An anonymous reader quotes a report from Vox:

[T]he story really starts in 2008, when Netflix broke into streaming in a big way, through a backdoor: It purchased the digital streaming rights to movies from Disney and Sony – that is, movies you’ve heard of, like Pirates of the Caribbean – from Starz, the pay TV channel. Starz had ambitions for its own streaming service, but those fizzled, which is why you have probably never heard of Vongo. And that’s why Netflix got those movies for a song – around $30 million a year – while becoming a pretty good streaming service almost overnight. For context: In 2012, when Netflix wanted to make a new streaming deal for content from Disney, which by then had realized that streaming was a real thing, Netflix paid an estimated $300 million a year.
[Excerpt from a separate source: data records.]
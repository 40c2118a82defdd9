//! Tower middleware gating a service with a [`SlidingWindowLimiter`].
//!
//! A key function maps each request to a `"limiter:identifier"` key; the request reaches the
//! inner service only when the limiter admits it.
//!
//! ```rust
//! use std::sync::Arc;
//! use tower::{service_fn, Layer, Service, ServiceExt};
//! use windowgate::middleware::RateLimitLayer;
//! use windowgate::{InMemoryWindowStore, SlidingWindowLimiter};
//!
//! # #[tokio::main]
//! # async fn main() {
//! let limiter = Arc::new(SlidingWindowLimiter::builder(InMemoryWindowStore::new()).build().unwrap());
//! let layer = RateLimitLayer::new(limiter, |user: &String| format!("api:{user}"));
//! let mut svc = layer.layer(service_fn(|user: String| async move {
//!     Ok::<_, std::io::Error>(format!("hello {user}"))
//! }));
//!
//! let reply = svc.ready().await.unwrap().call("ana".to_string()).await.unwrap();
//! assert_eq!(reply, "hello ana");
//! # }
//! ```

use crate::error::RateLimiterError;
use crate::limiter::SlidingWindowLimiter;
use crate::store::WindowStore;
use crate::telemetry::{LimiterEvent, NullSink, TelemetrySink};
use std::fmt;
use std::future::Future;
use std::pin::Pin;
use std::sync::Arc;
use std::task::{Context, Poll};
use tower_layer::Layer;
use tower_service::Service;

/// Error returned by [`RateLimitService`].
#[derive(Debug)]
pub enum RateLimitError<E> {
    /// The window for `key` is full.
    RateLimited { key: String },
    /// The limiter could not decide (fail-closed, cancelled, or a store rejection).
    Limiter(RateLimiterError),
    /// The inner service failed.
    Inner(E),
}

impl<E> RateLimitError<E> {
    pub fn is_rate_limited(&self) -> bool {
        matches!(self, RateLimitError::RateLimited { .. })
    }
}

impl<E: fmt::Display> fmt::Display for RateLimitError<E> {
    fn fmt(&self, f: &mut fmt::Formatter<'_>) -> fmt::Result {
        match self {
            RateLimitError::RateLimited { key } => write!(f, "rate limit exceeded for '{}'", key),
            RateLimitError::Limiter(e) => write!(f, "{}", e),
            RateLimitError::Inner(e) => write!(f, "{}", e),
        }
    }
}

impl<E: std::error::Error + 'static> std::error::Error for RateLimitError<E> {
    fn source(&self) -> Option<&(dyn std::error::Error + 'static)> {
        match self {
            RateLimitError::Limiter(e) => Some(e),
            RateLimitError::Inner(e) => Some(e),
            RateLimitError::RateLimited { .. } => None,
        }
    }
}

/// Layer producing [`RateLimitService`]s that share one limiter.
pub struct RateLimitLayer<W, K, T = NullSink> {
    limiter: Arc<SlidingWindowLimiter<W, T>>,
    key_fn: Arc<K>,
}

impl<W, K, T> RateLimitLayer<W, K, T> {
    pub fn new(limiter: Arc<SlidingWindowLimiter<W, T>>, key_fn: K) -> Self {
        Self { limiter, key_fn: Arc::new(key_fn) }
    }
}

impl<W, K, T> Clone for RateLimitLayer<W, K, T> {
    fn clone(&self) -> Self {
        Self { limiter: self.limiter.clone(), key_fn: self.key_fn.clone() }
    }
}

impl<S, W, K, T> Layer<S> for RateLimitLayer<W, K, T> {
    type Service = RateLimitService<S, W, K, T>;

    fn layer(&self, inner: S) -> Self::Service {
        RateLimitService { inner, limiter: self.limiter.clone(), key_fn: self.key_fn.clone() }
    }
}

/// Service that checks the limiter before calling `inner`.
pub struct RateLimitService<S, W, K, T = NullSink> {
    inner: S,
    limiter: Arc<SlidingWindowLimiter<W, T>>,
    key_fn: Arc<K>,
}

impl<S: Clone, W, K, T> Clone for RateLimitService<S, W, K, T> {
    fn clone(&self) -> Self {
        Self {
            inner: self.inner.clone(),
            limiter: self.limiter.clone(),
            key_fn: self.key_fn.clone(),
        }
    }
}

impl<S, W, K, T, Req> Service<Req> for RateLimitService<S, W, K, T>
where
    S: Service<Req> + Clone + Send + 'static,
    S::Future: Send + 'static,
    W: WindowStore + 'static,
    K: Fn(&Req) -> String + Send + Sync + 'static,
    T: TelemetrySink,
    <T as Service<LimiterEvent>>::Future: Send + 'static,
    Req: Send + 'static,
{
    type Response = S::Response;
    type Error = RateLimitError<S::Error>;
    type Future = Pin<Box<dyn Future<Output = Result<Self::Response, Self::Error>> + Send>>;

    fn poll_ready(&mut self, cx: &mut Context<'_>) -> Poll<Result<(), Self::Error>> {
        self.inner.poll_ready(cx).map_err(RateLimitError::Inner)
    }

    fn call(&mut self, req: Req) -> Self::Future {
        let limiter = self.limiter.clone();
        let key = (self.key_fn)(&req);
        // take the service that was driven to readiness, leave a fresh clone behind
        let clone = self.inner.clone();
        let mut inner = std::mem::replace(&mut self.inner, clone);

        Box::pin(async move {
            match limiter.try_acquire(&key).await {
                Ok(true) => inner.call(req).await.map_err(RateLimitError::Inner),
                Ok(false) => Err(RateLimitError::RateLimited { key }),
                Err(e) => Err(RateLimitError::Limiter(e)),
            }
        })
    }
}

#[cfg(test)]
mod tests {
    use super::*;
    use crate::config::{ConfigRegistry, LimiterConfig};
    use crate::store::InMemoryWindowStore;
    use std::time::Duration;
    use tower::{service_fn, ServiceExt};

    fn limiter(limit: u64) -> Arc<SlidingWindowLimiter<InMemoryWindowStore>> {
        let registry =
            ConfigRegistry::new(LimiterConfig::new(limit, Duration::from_secs(60)).unwrap());
        Arc::new(
            SlidingWindowLimiter::builder(InMemoryWindowStore::new())
                .registry(registry)
                .build()
                .unwrap(),
        )
    }

    #[tokio::test]
    async fn denies_once_window_is_full() {
        let layer = RateLimitLayer::new(limiter(1), |req: &u32| format!("svc:{req}"));
        let svc = layer.layer(service_fn(|req: u32| async move { Ok::<_, std::io::Error>(req) }));

        assert_eq!(svc.clone().oneshot(7).await.unwrap(), 7);
        let err = svc.clone().oneshot(7).await.unwrap_err();
        assert!(err.is_rate_limited());
        assert_eq!(err.to_string(), "rate limit exceeded for 'svc:7'");
        assert_eq!(svc.oneshot(8).await.unwrap(), 8, "other keys unaffected");
    }

    #[tokio::test]
    async fn inner_errors_pass_through() {
        let layer = RateLimitLayer::new(limiter(5), |_: &()| "svc:x".to_string());
        let svc = layer.layer(service_fn(|_: ()| async {
            Err::<(), _>(std::io::Error::new(std::io::ErrorKind::Other, "boom"))
        }));
        match svc.oneshot(()).await {
            Err(RateLimitError::Inner(e)) => assert_eq!(e.to_string(), "boom"),
            other => panic!("unexpected {other:?}"),
        }
    }
}
/// Limit applied when no registry is configured.
pub const DEFAULT_LIMIT: u64 = 100;
/// Window applied when no registry is configured.
pub const DEFAULT_WINDOW: Duration = Duration::from_secs(60);
/// Extra key lifetime beyond the window.
pub const DEFAULT_TTL_SLACK: Duration = Duration::from_secs(1);

/// Generates window entry members unique across instances and within one.
#[derive(Debug)]
struct EntryIds {
    instance: u64,
    seq: AtomicU64,
}

impl EntryIds {
    fn new(random: &dyn RandomSource) -> Self {
        Self { instance: random.next_u64(), seq: AtomicU64::new(0) }
    }

    fn next(&self, now_millis: u64) -> String {
        let seq = self.seq.fetch_add(1, Ordering::Relaxed);
        format!("{}-{:016x}-{}", now_millis, self.instance, seq)
    }
}

/// Breaker transitions held until the next call on the limiter emits them.
const MAX_PENDING_TRANSITIONS: usize = 64;

#[derive(Debug, Clone, Default)]
struct PendingTransitions(Arc<Mutex<VecDeque<LimiterEvent>>>);

impl PendingTransitions {
    fn listener(&self) -> TransitionListener {
        let pending = self.clone();
        TransitionListener::new(move |limiter, from, to| {
            let mut queue = pending.lock();
            if queue.len() == MAX_PENDING_TRANSITIONS {
                queue.pop_front();
            }
            let limiter = limiter.to_owned();
            queue.push_back(LimiterEvent::CircuitTransition { limiter, from, to });
        })
    }

    fn take(&self) -> Vec<LimiterEvent> {
        self.lock().drain(..).collect()
    }

    fn lock(&self) -> MutexGuard<'_, VecDeque<LimiterEvent>> {
        self.0.lock().unwrap_or_else(|p| p.into_inner())
    }
}

/// Distributed sliding-window rate limiter.
#[derive(Debug)]
pub struct SlidingWindowLimiter<S, T = NullSink> {
    store: S,
    registry: ConfigRegistry,
    guard: StoreGuard,
    clock: Arc<dyn Clock>,
    ids: EntryIds,
    transitions: PendingTransitions,
    fail_open: bool,
    key_prefix: String,
    ttl_slack: Duration,
    sink: T,
}

impl<S: WindowStore> SlidingWindowLimiter<S> {
    pub fn builder(store: S) -> SlidingWindowLimiterBuilder<S> {
        SlidingWindowLimiterBuilder::new(store)
    }

    /// Build a limiter from a settings document.
    pub fn from_settings(store: S, settings: &RateLimiterSettings) -> Result<Self, SettingsError> {
        let retry = &settings.retry;
        Self::builder(store)
            .registry(settings.registry()?)
            .fail_open(settings.fail_open)
            .key_prefix(settings.key_prefix.clone())
            .retry(retry.max_attempts(), retry.backoff()?, retry.jitter()?)
            .call_timeout(retry.call_timeout()?)
            .circuit_breaker(settings.circuit_breaker.to_config()?)
            .build()
    }
}
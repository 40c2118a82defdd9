//! Backing stores for the sliding-window counter.
//!
//! A [`WindowStore`] keeps, per key, a sorted set of window entries scored by their timestamp in
//! milliseconds. [`WindowStore::acquire`] is the atomic admission step and must be serialized by
//! the store itself (a server-side script, a transaction, or the store's own lock), never by a
//! client-side lock, so that any number of limiter instances can share one store.
//!
//! Implementations obtain their connection inside each call. Nothing is held between calls, so
//! retry sleeps never pin a pooled connection.

use crate::error::StoreError;
use async_trait::async_trait;

pub mod memory;
#[cfg(feature = "redis-store")]
pub mod redis;

pub use memory::InMemoryWindowStore;
#[cfg(feature = "redis-store")]
pub use self::redis::RedisWindowStore;

/// One atomic admission request against a key's window.
#[derive(Debug, Clone, PartialEq, Eq)]
pub struct WindowRequest {
    /// Window length; entries scored below `now_millis - window_millis` are evicted first.
    pub window_millis: u64,
    /// Maximum number of entries allowed inside the window.
    pub limit: u64,
    /// Caller's clock reading; the score of the new entry.
    pub now_millis: u64,
    /// Unique member value for the new entry.
    pub member: String,
    /// Expiry applied to the whole key after the check.
    pub ttl_millis: u64,
}

impl WindowRequest {
    /// Lowest score still inside the window.
    pub fn window_start(&self) -> u64 {
        self.now_millis.saturating_sub(self.window_millis)
    }
}

/// Storage interface for sliding-window state.
#[async_trait]
pub trait WindowStore: Send + Sync {
    /// Atomically: evict entries scored below `now - window`, count the rest, add `member` at
    /// `now` if the count is below `limit`, and refresh the key TTL.
    ///
    /// Returns `Ok(true)` when the entry was added (allow), `Ok(false)` otherwise (deny).
    async fn acquire(&self, key: &str, request: WindowRequest) -> Result<bool, StoreError>;

    /// Count entries with `min_score <= score <= max_score`. Not atomic with respect to
    /// concurrent `acquire` calls.
    async fn count(&self, key: &str, min_score: u64, max_score: u64) -> Result<u64, StoreError>;
}

#[async_trait]
impl<S> WindowStore for std::sync::Arc<S>
where
    S: WindowStore + ?Sized,
{
    async fn acquire(&self, key: &str, request: WindowRequest) -> Result<bool, StoreError> {
        (**self).acquire(key, request).await
    }

    async fn count(&self, key: &str, min_score: u64, max_score: u64) -> Result<u64, StoreError> {
        (**self).count(key, min_score, max_score).await
    }
}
A contractual loophole let Netflix get Disney’s and Sony’s stuff without cutting deals with Disney and Sony. But soon enough, media companies were scrambling to sell their stuff directly to Netflix: They saw Netflix as an easy source of nearly free money – if Reed Hastings and company wanted to pay them for old shows and movies they were already selling other places, then they’d be happy to do it. But that free money wasn’t really free: Netflix took the stuff Hollywood considered its leftovers and built a giant business with it – and ended up competing directly with the established media players, using their own content. Which leads us to today, where the biggest media companies in the world find themselves years behind what used to be a Silicon Valley upstart. The full story on the impact Netflix has had on Hollywood and the people who run it and work in it was told in this week’s episode of Land of the Giants: The Netflix Effect.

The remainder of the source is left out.